» **Exercise details**: From the entries below, copy every line where the string "xray" appears.

» **Data for this exercise**:
use criterion::{black_box, criterion_group, criterion_main, Criterion};
use mbw_viz::experiments::{GridRecord, ThreadsPerBlockRecord};
use mbw_viz::figures::{render_heatmap, render_line_chart, render_surface};
use mbw_viz::{argmax_bandwidth, descriptor, pivot, ExperimentId, FigureConfig, ResultTable};

fn grid_table() -> ResultTable<GridRecord> {
    let mut rows = Vec::new();
    for t in 0..6u32 {
        for b in 0..10u32 {
            rows.push(GridRecord {
                threads_per_block: 32 << t,
                blocks_per_grid: 1 << b,
                bandwidth_gbps: 50.0 + f64::from(t * 13 + b * 7),
            });
        }
    }
    ResultTable::new("bench_grid", rows).expect("grid table")
}

fn threads_table() -> ResultTable<ThreadsPerBlockRecord> {
    let rows = (0..6u32)
        .map(|t| ThreadsPerBlockRecord {
            threads_per_block: 32 << t,
            bandwidth_gbps: 40.0 + f64::from(t * 17 % 50),
        })
        .collect();
    ResultTable::new("bench_threads", rows).expect("threads table")
}

fn bench_grid(c: &mut Criterion) {
    let table = grid_table();
    let exp3 = descriptor(ExperimentId::GridOptimization);
    let config = FigureConfig::default();
    c.bench_function("pivot_heatmap_surface", |b| {
        b.iter(|| {
            let grid = pivot(
                &table,
                |row| f64::from(row.threads_per_block),
                |row| f64::from(row.blocks_per_grid),
                |row| row.bandwidth_gbps,
            )
            .expect("grid");
            let heatmap = render_heatmap(&grid, Some((0, 0)), exp3, &config).expect("heatmap");
            let surface = render_surface(&grid, exp3, &config).expect("surface");
            black_box((heatmap.len(), surface.len()))
        })
    });
}

fn bench_line(c: &mut Criterion) {
    let table = threads_table();
    let exp1 = descriptor(ExperimentId::ThreadsPerBlock);
    let config = FigureConfig::default();
    c.bench_function("line_chart", |b| {
        b.iter(|| {
            let optimum = argmax_bandwidth(&table);
            let svg = render_line_chart(&table, &optimum, exp1, &config).expect("line");
            black_box(svg.len())
        })
    });
}

criterion_group!(benches, bench_grid, bench_line);
criterion_main!(benches);
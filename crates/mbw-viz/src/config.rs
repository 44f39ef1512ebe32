use std::fs;
use std::path::{Path, PathBuf};

use mbw_core::errors::{ErrorInfo, VizError};
use serde::{Deserialize, Serialize};

use crate::figures::FigureConfig;

/// Where inputs are read from, where artefacts go and how charts are sized.
#[derive(Debug, Clone, PartialEq, Serialize, Deserialize)]
#[serde(default)]
pub struct PipelineConfig {
    pub results_dir: PathBuf,
    pub out_dir: PathBuf,
    pub figure: FigureConfig,
}

impl Default for PipelineConfig {
    fn default() -> Self {
        Self {
            results_dir: PathBuf::from("results"),
            out_dir: PathBuf::from("plots"),
            figure: FigureConfig::default(),
        }
    }
}

impl PipelineConfig {
    pub fn with_dirs(results_dir: impl Into<PathBuf>, out_dir: impl Into<PathBuf>) -> Self {
        Self {
            results_dir: results_dir.into(),
            out_dir: out_dir.into(),
            ..Self::default()
        }
    }

    pub fn from_yaml_str(raw: &str) -> Result<Self, VizError> {
        let config: Self = serde_yaml::from_str(raw).map_err(|err| {
            VizError::Io(ErrorInfo::new("mbw.config_parse", err.to_string()))
        })?;
        validate(&config)?;
        Ok(config)
    }
}

/// Reads a YAML configuration file; absent keys take their defaults.
pub fn load_config(path: &Path) -> Result<PipelineConfig, VizError> {
    let raw = fs::read_to_string(path).map_err(|err| VizError::io("mbw.config_read", path, err))?;
    PipelineConfig::from_yaml_str(&raw).map_err(|err| match err {
        VizError::Io(info) => VizError::Io(info.with_path(path)),
        other => other,
    })
}

fn validate(config: &PipelineConfig) -> Result<(), VizError> {
    let figure = &config.figure;
    let bad_font = figure.font_size.is_nan() || figure.font_size <= 0.0;
    if figure.width == 0 || figure.height == 0 || bad_font {
        return Err(VizError::Io(
            ErrorInfo::new("mbw.config_figure", "figure dimensions must be positive")
                .with_context("width", figure.width.to_string())
                .with_context("height", figure.height.to_string())
                .with_context("font_size", figure.font_size.to_string()),
        ));
    }
    Ok(())
}
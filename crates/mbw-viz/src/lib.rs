//! Charts and a summary report for CUDA memory bandwidth benchmark sweeps.

pub mod config;
pub mod console;
pub mod experiments;
pub mod figures;
pub mod metrics;
pub mod pipeline;
pub mod report;
pub mod table;

pub use config::{load_config, PipelineConfig};
pub use experiments::{descriptor, ExperimentDescriptor, ExperimentId, EXPERIMENTS};
pub use figures::FigureConfig;
pub use metrics::{argmax_bandwidth, bandwidth_range, degradation_series, pivot, Grid, Optimum};
pub use pipeline::{run_pipeline, PipelineSummary, REPORT_FILE};
pub use report::{compose, ExperimentMetrics};
pub use table::{load, ResultTable};
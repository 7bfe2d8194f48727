//! # 参考数据模块
//!
//! 只读的静态参考数据表，首次访问时建立索引，运行期间不修改。
//!
//! ## 子模块
//! - `kfactors`: HD2700 Bruker EDS k 因子表
//! - `elements`: 元素周期表
//! - `xray`: X 射线特征谱线能量
//!
//! ## 依赖关系
//! - 被 `eds/` 和 `commands/` 使用
//! - 使用 `models::LineFamily`

pub mod elements;
pub mod kfactors;
pub mod xray;

pub use elements::get_element;
pub use xray::get_xray_energies;
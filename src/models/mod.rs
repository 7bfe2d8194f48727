//! # 数据模型模块
//!
//! 定义谱图像、元素分布图与 X 射线线系的统一数据模型。
//!
//! ## 依赖关系
//! - 被 `loader/`, `nbed/`, `eds/`, `overlay/` 和 `commands/` 使用
//! - 子模块: signal, line

pub mod line;
pub mod signal;

pub use line::LineFamily;
pub use signal::{ElementMap, SpectralImage};
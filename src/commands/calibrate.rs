//! # calibrate 命令实现
//!
//! 查找 NBED 相机长度标定，或对 HDF5 文件中的谱图像逐个标定。
//!
//! ## 功能
//! - `--list`: 打印标定表
//! - 未给出相机长度时在终端交互输入
//! - `--file`: 加载文件并写入空间轴标定
//! - 元数据缺少相机长度时：`--fallback` 给定值、`--no-prompt` 报错，否则交互输入
//!
//! ## 依赖关系
//! - 使用 `cli/calibrate.rs` 定义的参数
//! - 使用 `nbed/calibration.rs`, `loader/`
//! - 使用 `utils/output.rs`, `utils/prompt.rs`

use crate::cli::calibrate::CalibrateArgs;
use crate::error::{Cv4emError, Result};
use crate::loader;
use crate::nbed::calibration::{
    calibrate, resolve, CalibrationOutcome, CameraLengthSource, MatchRule, Microscope,
    FALLBACK_MICROSCOPE, NBED_UNITS,
};
use crate::utils::{output, prompt};

use std::path::Path;
use tabled::{Table, Tabled};

#[derive(Debug, Clone, Tabled)]
struct CalibrationRow {
    #[tabled(rename = "Camera length")]
    camera_length: String,
    #[tabled(rename = "Scale (1/nm per px)")]
    scale: String,
}

/// 执行 calibrate 命令
pub fn execute(args: CalibrateArgs) -> Result<()> {
    if args.list {
        return list_tables(args.microscope.as_deref());
    }

    if let Some(file) = &args.file {
        return calibrate_file(file, &args);
    }

    let microscope: Microscope = match &args.microscope {
        Some(name) => name.parse()?,
        None => FALLBACK_MICROSCOPE,
    };
    output::print_header(&format!("NBED Calibration ({})", microscope));

    let camera_length = match args.camera_length {
        Some(cl) => cl,
        None => prompt::ask_number(&format!("Camera length for {}:", microscope))
            .ok_or_else(|| Cv4emError::MissingMetadata("camera length".to_string()))?,
    };

    let entry = resolve(microscope, camera_length)?;
    output::print_field("Microscope", microscope.as_str());
    output::print_field("Camera length", &format!("{}", camera_length));
    output::print_field("Matched entry", &format!("{}", entry.camera_length));
    output::print_field("Scale", &format!("{} {}", entry.scale, NBED_UNITS));
    Ok(())
}

/// 打印一张或全部标定表
fn list_tables(microscope: Option<&str>) -> Result<()> {
    let microscopes = match microscope {
        Some(name) => vec![name.parse::<Microscope>()?],
        None => Microscope::ALL.to_vec(),
    };

    for microscope in microscopes {
        let table = microscope.table();
        output::print_header(&format!(
            "{} calibration ({})",
            microscope,
            describe_rule(table.rule)
        ));
        let rows: Vec<CalibrationRow> = table
            .entries
            .iter()
            .map(|e| CalibrationRow {
                camera_length: format!("{}", e.camera_length),
                scale: format!("{}", e.scale),
            })
            .collect();
        println!("{}", Table::new(&rows));
    }
    Ok(())
}

fn describe_rule(rule: MatchRule) -> String {
    match rule {
        MatchRule::ExactInteger => "integer match".to_string(),
        MatchRule::Tolerance(tol) => format!("match within ±{}", tol),
    }
}

/// 元数据缺少相机长度时的回退策略
fn camera_length_source(args: &CalibrateArgs, title: &str) -> CameraLengthSource<'static> {
    if let Some(cl) = args.fallback {
        CameraLengthSource::Provided(cl)
    } else if args.no_prompt {
        CameraLengthSource::Fail
    } else {
        let question = format!("Camera length of '{}' (HD2700):", title);
        CameraLengthSource::Prompt(Box::new(move || prompt::ask_number(&question)))
    }
}

/// 标定文件中的所有谱图像
fn calibrate_file(path: &Path, args: &CalibrateArgs) -> Result<()> {
    output::print_header(&format!("NBED Calibration of '{}'", path.display()));

    let mut report = loader::load_file(path)?;
    if report.signals.is_empty() {
        output::print_warning("No spectrum images found in file");
        return Ok(());
    }

    let mut calibrated = 0;
    for signal in report.signals.iter_mut() {
        if let Some(cl) = args.camera_length {
            // 命令行给出的相机长度优先于文件元数据
            signal.metadata.acquisition.camera_length = Some(cl);
        }
        let title = signal.metadata.title.clone();
        let source = camera_length_source(args, &title);

        match calibrate(signal, args.microscope.as_deref(), source)? {
            CalibrationOutcome::Calibrated { microscope, entry } => {
                calibrated += 1;
                output::print_success(&format!(
                    "{}: {} CL {} -> {} {}",
                    title, microscope, entry.camera_length, entry.scale, NBED_UNITS
                ));
            }
            CalibrationOutcome::Unresolved { message } => {
                output::print_skip(&title, &message);
            }
        }
    }

    output::print_done(&format!(
        "Calibrated {}/{} spectrum images",
        calibrated,
        report.signals.len()
    ));
    Ok(())
}

#[cfg(test)]
mod tests {
    use super::*;

    #[test]
    fn test_describe_rule() {
        assert_eq!(describe_rule(MatchRule::ExactInteger), "integer match");
        assert_eq!(describe_rule(MatchRule::Tolerance(0.01)), "match within ±0.01");
    }

    #[test]
    fn test_list_unknown_microscope() {
        assert!(matches!(
            list_tables(Some("JEM2100")),
            Err(Cv4emError::UnknownMicroscope(_))
        ));
    }

    #[test]
    fn test_camera_length_source() {
        let mut args = CalibrateArgs {
            microscope: None,
            camera_length: None,
            list: false,
            file: Some("scan.h5".into()),
            fallback: Some(1.1),
            no_prompt: false,
        };
        assert!(matches!(
            camera_length_source(&args, "a"),
            CameraLengthSource::Provided(cl) if cl == 1.1
        ));

        args.fallback = None;
        args.no_prompt = true;
        assert!(matches!(
            camera_length_source(&args, "a"),
            CameraLengthSource::Fail
        ));

        args.no_prompt = false;
        assert!(matches!(
            camera_length_source(&args, "a"),
            CameraLengthSource::Prompt(_)
        ));
    }

    #[test]
    fn test_execute_with_camera_length() {
        let args = CalibrateArgs {
            microscope: Some("HD2700".to_string()),
            camera_length: Some(1.255),
            list: false,
            file: None,
            fallback: None,
            no_prompt: false,
        };
        assert!(execute(args).is_ok());

        let args = CalibrateArgs {
            microscope: None,
            camera_length: Some(123.0),
            list: false,
            file: None,
            fallback: None,
            no_prompt: false,
        };
        assert!(matches!(
            execute(args),
            Err(Cv4emError::OutOfCalibrationRange { .. })
        ));
    }
}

» **Result of the task**:
//! - `xray`: X 射线特征谱线能量
pub mod xray;
pub use xray::get_xray_energies;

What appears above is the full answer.